### PROMPT
Of the records that follow, copy only the lines from the line containing "if cosine <= 0.0" to the line containing "a configuration document", both included, exactly as written.

### INPUT MATERIAL
※ ※ ※
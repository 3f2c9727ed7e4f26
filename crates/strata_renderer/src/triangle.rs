//! Triangle primitive for ray tracing.
//!
//! Uses the Möller-Trumbore algorithm for ray-triangle intersection.

use std::sync::Arc;

use rand::RngCore;
use strata_math::sampling::uniform_triangle;
use strata_math::{Aabb, DVec2, Interval, Ray, Vec3};

use crate::hittable::{Hit, HitRecord, Hittable};
use crate::Material;

/// Tolerance for the parallel test and the minimum accepted `t`.
const EPSILON: f64 = 1e-8;

/// A triangle primitive.
pub struct Triangle {
    /// Vertices
    v0: Vec3,
    v1: Vec3,
    v2: Vec3,
    /// Texture coordinates at each vertex
    uvs: [DVec2; 3],
    /// Optional per-vertex normals for smooth shading
    normals: Option<[Vec3; 3]>,
    /// Pre-computed face normal (unit length, by winding order)
    normal: Vec3,
    area: f64,
    material: Arc<Material>,
}

impl Triangle {
    /// Create a new triangle from three vertices.
    pub fn new(v0: Vec3, v1: Vec3, v2: Vec3, material: Arc<Material>) -> Self {
        let cross = (v1 - v0).cross(v2 - v0);
        Self {
            v0,
            v1,
            v2,
            uvs: [DVec2::ZERO, DVec2::X, DVec2::Y],
            normals: None,
            normal: cross.normalize_or_zero(),
            area: 0.5 * cross.length(),
            material,
        }
    }

    /// Set per-vertex texture coordinates.
    pub fn with_uvs(mut self, uv0: DVec2, uv1: DVec2, uv2: DVec2) -> Self {
        self.uvs = [uv0, uv1, uv2];
        self
    }

    /// Set per-vertex normals (for smooth shading).
    pub fn with_vertex_normals(mut self, n0: Vec3, n1: Vec3, n2: Vec3) -> Self {
        self.normals = Some([n0.normalize(), n1.normalize(), n2.normalize()]);
        self
    }

    pub fn area(&self) -> f64 {
        self.area
    }
}

impl Triangle {
    /// Möller-Trumbore intersection, returning the hit with its
    /// barycentric coordinates `(u, v)` for vertices 1 and 2.
    fn intersect(&self, ray: &Ray, ray_t: Interval) -> Option<(Hit<'_>, f64, f64)> {
        let edge1 = self.v1 - self.v0;
        let edge2 = self.v2 - self.v0;

        let h = ray.direction().cross(edge2);
        let a = edge1.dot(h);

        // Ray is parallel to triangle
        if a.abs() < EPSILON {
            return None;
        }

        let f = 1.0 / a;
        let s = ray.origin() - self.v0;
        let u = f * s.dot(h);
        if !(0.0..=1.0).contains(&u) {
            return None;
        }

        let q = s.cross(edge1);
        let v = f * ray.direction().dot(q);
        if v < 0.0 || u + v > 1.0 {
            return None;
        }

        let t = f * edge2.dot(q);
        if t <= EPSILON || !ray_t.contains(t) {
            return None;
        }

        let w = 1.0 - u - v;
        let uv = w * self.uvs[0] + u * self.uvs[1] + v * self.uvs[2];
        let mut rec = HitRecord::new(ray, t, self.normal, uv.x, uv.y);

        if let Some([n0, n1, n2]) = self.normals {
            let shading = (w * n0 + u * n1 + v * n2).normalize_or_zero();
            if shading != Vec3::ZERO {
                rec.normal = if rec.front_face { shading } else { -shading };
            }
        }

        Some(((rec, self.material.as_ref()), u, v))
    }
}

impl Hittable for Triangle {
    fn hit(&self, ray: &Ray, ray_t: Interval) -> Option<Hit<'_>> {
        self.intersect(ray, ray_t).map(|(hit, _, _)| hit)
    }

    /// Edge when the smallest barycentric coordinate is below `width`.
    fn hit_edge(&self, ray: &Ray, ray_t: Interval, width: f64) -> Option<(Hit<'_>, bool)> {
        let (hit, u, v) = self.intersect(ray, ray_t)?;
        let margin = u.min(v).min(1.0 - u - v);
        Some((hit, margin < width))
    }

    fn bounding_box(&self, _time0: f64, _time1: f64) -> Option<Aabb> {
        Aabb::enclosing(&[self.v0, self.v1, self.v2])
    }

    /// Area-to-solid-angle conversion: `dist² / (|cos| * area)`.
    fn pdf_value(&self, origin: Vec3, direction: Vec3) -> f64 {
        if self.area <= 0.0 {
            return 0.0;
        }
        let ray = Ray::new(origin, direction, 0.0);
        let Some((rec, _)) = self.hit(&ray, Interval::new(0.001, f64::INFINITY)) else {
            return 0.0;
        };
        let length_squared = direction.length_squared();
        let distance_squared = rec.t * rec.t * length_squared;
        let cosine = (direction.dot(self.normal) / length_squared.sqrt()).abs();
        if cosine <= 0.0 {
            return 0.0;
        }
        distance_squared / (cosine * self.area)
    }

    fn random(&self, origin: Vec3, rng: &mut dyn RngCore) -> Vec3 {
        let (b1, b2) = uniform_triangle(rng);
        let point = self.v0 + b1 * (self.v1 - self.v0) + b2 * (self.v2 - self.v0);
        point - origin
    }

    fn is_emitter(&self) -> bool {
        self.material.is_emitter()
    }
}
//! Machine API traits for mocking
//!
//! The controller only ever talks to machines through these traits, so
//! reconcilers can be exercised against `MockTalosClient` in unit tests.

use crate::error::TalosError;
use crate::models::{ApplyMode, ApplyOutcome, ClientBundle, Target};

/// Operations on one machine over one connection
///
/// All async methods must be `Send` to work with Tokio's work-stealing runtime.
#[async_trait::async_trait]
pub trait MachineClientTrait: Send + Sync {
    /// Where this client is connected
    fn target(&self) -> &Target;

    /// Push a configuration document
    async fn apply_configuration(&self, data: &[u8], mode: ApplyMode) -> Result<ApplyOutcome, TalosError>;

    /// Bootstrap etcd on the node
    async fn bootstrap(&self) -> Result<(), TalosError>;

    /// Retrieve the admin kubeconfig document
    async fn kubeconfig(&self) -> Result<Vec<u8>, TalosError>;

    /// Reset the node
    async fn reset(&self, graceful: bool, reboot: bool) -> Result<(), TalosError>;

    /// State of a service on the node, `None` when the service is unknown
    async fn service_state(&self, service: &str) -> Result<Option<String>, TalosError>;
}

/// Builds machine clients from a target and a credential bundle
///
/// One client per reconciliation pass; it is dropped (and its connection
/// closed) when the pass ends.
#[async_trait::async_trait]
pub trait MachineConnector: Send + Sync {
    /// Open a connection to `target`
    async fn connect(
        &self,
        target: &Target,
        bundle: &ClientBundle,
    ) -> Result<Box<dyn MachineClientTrait>, TalosError>;
}
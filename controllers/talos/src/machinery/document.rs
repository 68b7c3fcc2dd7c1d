//! Machine configuration documents
//!
//! A document is either `Rendered` or `Unset`. Raw input is classified once,
//! where it enters the controller; past that point nothing inspects the text
//! to decide whether it is real.

use crds::DocumentState;
use sha2::{Digest, Sha256};

/// Comment that marks a document as a template that was never filled in
pub const PLACEHOLDER_MARKER: &str = "# This should be populated";

/// A machine configuration document, or the absence of one
#[derive(Debug, Clone, PartialEq, Eq, Default)]
pub enum ConfigDocument {
    /// No usable document: missing, empty or still a placeholder
    #[default]
    Unset,
    /// A complete document
    Rendered(String),
}

impl ConfigDocument {
    /// Classify raw input
    pub fn classify(raw: Option<&str>) -> Self {
        match raw {
            Some(text) if !text.trim().is_empty() && !text.contains(PLACEHOLDER_MARKER) => {
                Self::Rendered(text.to_string())
            }
            _ => Self::Unset,
        }
    }

    /// The document text, if rendered
    pub fn rendered(&self) -> Option<&str> {
        match self {
            Self::Rendered(text) => Some(text),
            Self::Unset => None,
        }
    }

    /// State to record alongside the document
    pub fn state(&self) -> DocumentState {
        match self {
            Self::Rendered(_) => DocumentState::Rendered,
            Self::Unset => DocumentState::Unset,
        }
    }

    /// Hex SHA-256 of the document text, if rendered
    pub fn digest(&self) -> Option<String> {
        self.rendered().map(digest)
    }
}

/// Hex SHA-256 of a document
pub fn digest(text: &str) -> String {
    hex::encode(Sha256::digest(text.as_bytes()))
}
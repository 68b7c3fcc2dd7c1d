//! Credential resolution for stages that talk to a machine
//!
//! Sources, in precedence order: an inline client configuration, the client
//! configuration generated by a referenced Secrets record, then a JSON
//! bundle stored in a Kubernetes Secret key. The `insecure` sentinel selects
//! a maintenance-mode channel.

use std::sync::Arc;

use crds::{ClientConfiguration, CredentialSource, Secrets};
use serde::Deserialize;
use talos_client::ClientBundle;
use tracing::{debug, warn};

use crate::error::ControllerError;
use crate::store::{CredentialResolver, ResourceLookup};

/// The JSON shape of a credentials Secret value
#[derive(Deserialize)]
struct CredentialsDocument {
    ca_certificate: String,
    client_certificate: String,
    client_key: String,
}

/// Turns a `CredentialSource` into a client bundle
#[derive(Clone)]
pub struct CredentialContext {
    secrets: Arc<dyn ResourceLookup<Secrets>>,
    resolver: Arc<dyn CredentialResolver>,
}

impl std::fmt::Debug for CredentialContext {
    fn fmt(&self, f: &mut std::fmt::Formatter<'_>) -> std::fmt::Result {
        f.debug_struct("CredentialContext").finish_non_exhaustive()
    }
}

impl CredentialContext {
    pub fn new(secrets: Arc<dyn ResourceLookup<Secrets>>, resolver: Arc<dyn CredentialResolver>) -> Self {
        Self { secrets, resolver }
    }

    /// Resolve `source` to a bundle
    pub async fn bundle(&self, source: &CredentialSource) -> Result<ClientBundle, ControllerError> {
        let configured = [
            source.client_configuration.is_some(),
            source.secrets_ref.is_some(),
            source.credentials_secret_ref.is_some(),
        ]
        .into_iter()
        .filter(|set| *set)
        .count();
        if configured > 1 {
            warn!("Several credential sources set; using the first of clientConfiguration, secretsRef, credentialsSecretRef");
        }

        if let Some(inline) = &source.client_configuration {
            return to_bundle(inline);
        }

        if let Some(reference) = &source.secrets_ref {
            let record = self.secrets.get(&reference.name).await?.ok_or_else(|| {
                ControllerError::DependencyNotReady(format!("secrets {} not found", reference.name))
            })?;
            let client = record
                .status
                .and_then(|status| status.client_configuration)
                .ok_or_else(|| {
                    ControllerError::DependencyNotReady(format!(
                        "secrets {} have not generated a client configuration yet",
                        reference.name
                    ))
                })?;
            debug!("Using client configuration of secrets {}", reference.name);
            return to_bundle(&client);
        }

        if let Some(selector) = &source.credentials_secret_ref {
            let raw = self.resolver.resolve(selector).await?;
            let document: CredentialsDocument = serde_json::from_slice(&raw).map_err(|e| {
                ControllerError::Credential(format!(
                    "secret {}/{} key {} is not a credential bundle: {e}",
                    selector.namespace, selector.name, selector.key
                ))
            })?;
            return to_bundle(&ClientConfiguration {
                ca_certificate: document.ca_certificate,
                client_certificate: document.client_certificate,
                client_key: document.client_key,
            });
        }

        Err(ControllerError::Credential(
            "no credential source: set clientConfiguration, secretsRef or credentialsSecretRef".to_string(),
        ))
    }
}

fn to_bundle(client: &ClientConfiguration) -> Result<ClientBundle, ControllerError> {
    if client.is_insecure() {
        return Ok(ClientBundle::insecure());
    }
    if client.ca_certificate.trim().is_empty()
        || client.client_certificate.trim().is_empty()
        || client.client_key.trim().is_empty()
    {
        return Err(ControllerError::Credential(
            "client configuration needs a CA certificate, client certificate and client key".to_string(),
        ));
    }
    Ok(ClientBundle::new(
        client.ca_certificate.as_str(),
        client.client_certificate.as_str(),
        client.client_key.as_str(),
    ))
}

#[cfg(test)]
mod tests {
    use super::*;
    use crate::machinery::MachineSecrets;
    use crate::test_utils::{MemoryCredentials, MemoryStore, create_test_secrets, insecure_credentials, secrets_credentials};
    use crds::{SecretKeySelector, SecretsStatus};

    fn context() -> (Arc<MemoryStore<Secrets>>, Arc<MemoryCredentials>, CredentialContext) {
        let secrets = MemoryStore::<Secrets>::new();
        let credentials = Arc::new(MemoryCredentials::default());
        let context = CredentialContext::new(secrets.clone(), credentials.clone());
        (secrets, credentials, context)
    }

    #[tokio::test]
    async fn test_inline_insecure() {
        let (_, _, context) = context();
        let bundle = context.bundle(&insecure_credentials()).await.unwrap();
        assert!(bundle.is_insecure());
    }

    #[tokio::test]
    async fn test_secrets_ref_waits_for_generation() {
        let (secrets, _, context) = context();
        let source = secrets_credentials("cluster");

        let err = context.bundle(&source).await.unwrap_err();
        assert!(err.is_dependency_wait());

        secrets.insert(create_test_secrets("cluster"));
        assert!(context.bundle(&source).await.unwrap_err().is_dependency_wait());

        let admin = MachineSecrets::generate().unwrap().admin_client().unwrap();
        let mut record = create_test_secrets("cluster");
        record.status = Some(SecretsStatus {
            client_configuration: Some(admin.clone()),
            ..Default::default()
        });
        secrets.insert(record);

        let bundle = context.bundle(&source).await.unwrap();
        assert!(!bundle.is_insecure());
        assert_eq!(bundle.client_certificate, admin.client_certificate);
    }

    #[tokio::test]
    async fn test_credentials_secret() {
        let (_, credentials, context) = context();
        let source = CredentialSource {
            credentials_secret_ref: Some(SecretKeySelector {
                name: "talos-creds".to_string(),
                namespace: "talos-system".to_string(),
                key: "credentials".to_string(),
            }),
            ..Default::default()
        };

        credentials.insert("talos-system", "talos-creds", "credentials", b"not json");
        assert!(matches!(
            context.bundle(&source).await,
            Err(ControllerError::Credential(_))
        ));

        credentials.insert(
            "talos-system",
            "talos-creds",
            "credentials",
            br#"{"ca_certificate":"insecure","client_certificate":"insecure","client_key":"insecure"}"#,
        );
        assert!(context.bundle(&source).await.unwrap().is_insecure());
    }

    #[tokio::test]
    async fn test_no_source_and_empty_fields() {
        let (_, _, context) = context();
        let err = context.bundle(&CredentialSource::default()).await.unwrap_err();
        assert!(err.is_fatal());

        let source = CredentialSource {
            client_configuration: Some(ClientConfiguration {
                ca_certificate: "-----BEGIN CERTIFICATE-----".to_string(),
                client_certificate: String::new(),
                client_key: String::new(),
            }),
            ..Default::default()
        };
        assert!(matches!(
            context.bundle(&source).await,
            Err(ControllerError::Credential(_))
        ));
    }
}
※ ※ ※
### SOLUTION TO THE EXERCISE
        if cosine <= 0.0 {
            return 0.0;
        }
        distance_squared / (cosine * self.area)
    }

    fn random(&self, origin: Vec3, rng: &mut dyn RngCore) -> Vec3 {
        let (b1, b2) = uniform_triangle(rng);
        let point = self.v0 + b1 * (self.v1 - self.v0) + b2 * (self.v2 - self.v0);
        point - origin
    }

    fn is_emitter(&self) -> bool {
        self.material.is_emitter()
    }
}
//! Machine API traits for mocking
//!
//! The controller only ever talks to machines through these traits, so
//! reconcilers can be exercised against `MockTalosClient` in unit tests.

use crate::error::TalosError;
use crate::models::{ApplyMode, ApplyOutcome, ClientBundle, Target};

/// Operations on one machine over one connection
///
/// All async methods must be `Send` to work with Tokio's work-stealing runtime.
#[async_trait::async_trait]
pub trait MachineClientTrait: Send + Sync {
    /// Where this client is connected
    fn target(&self) -> &Target;

    /// Push a configuration document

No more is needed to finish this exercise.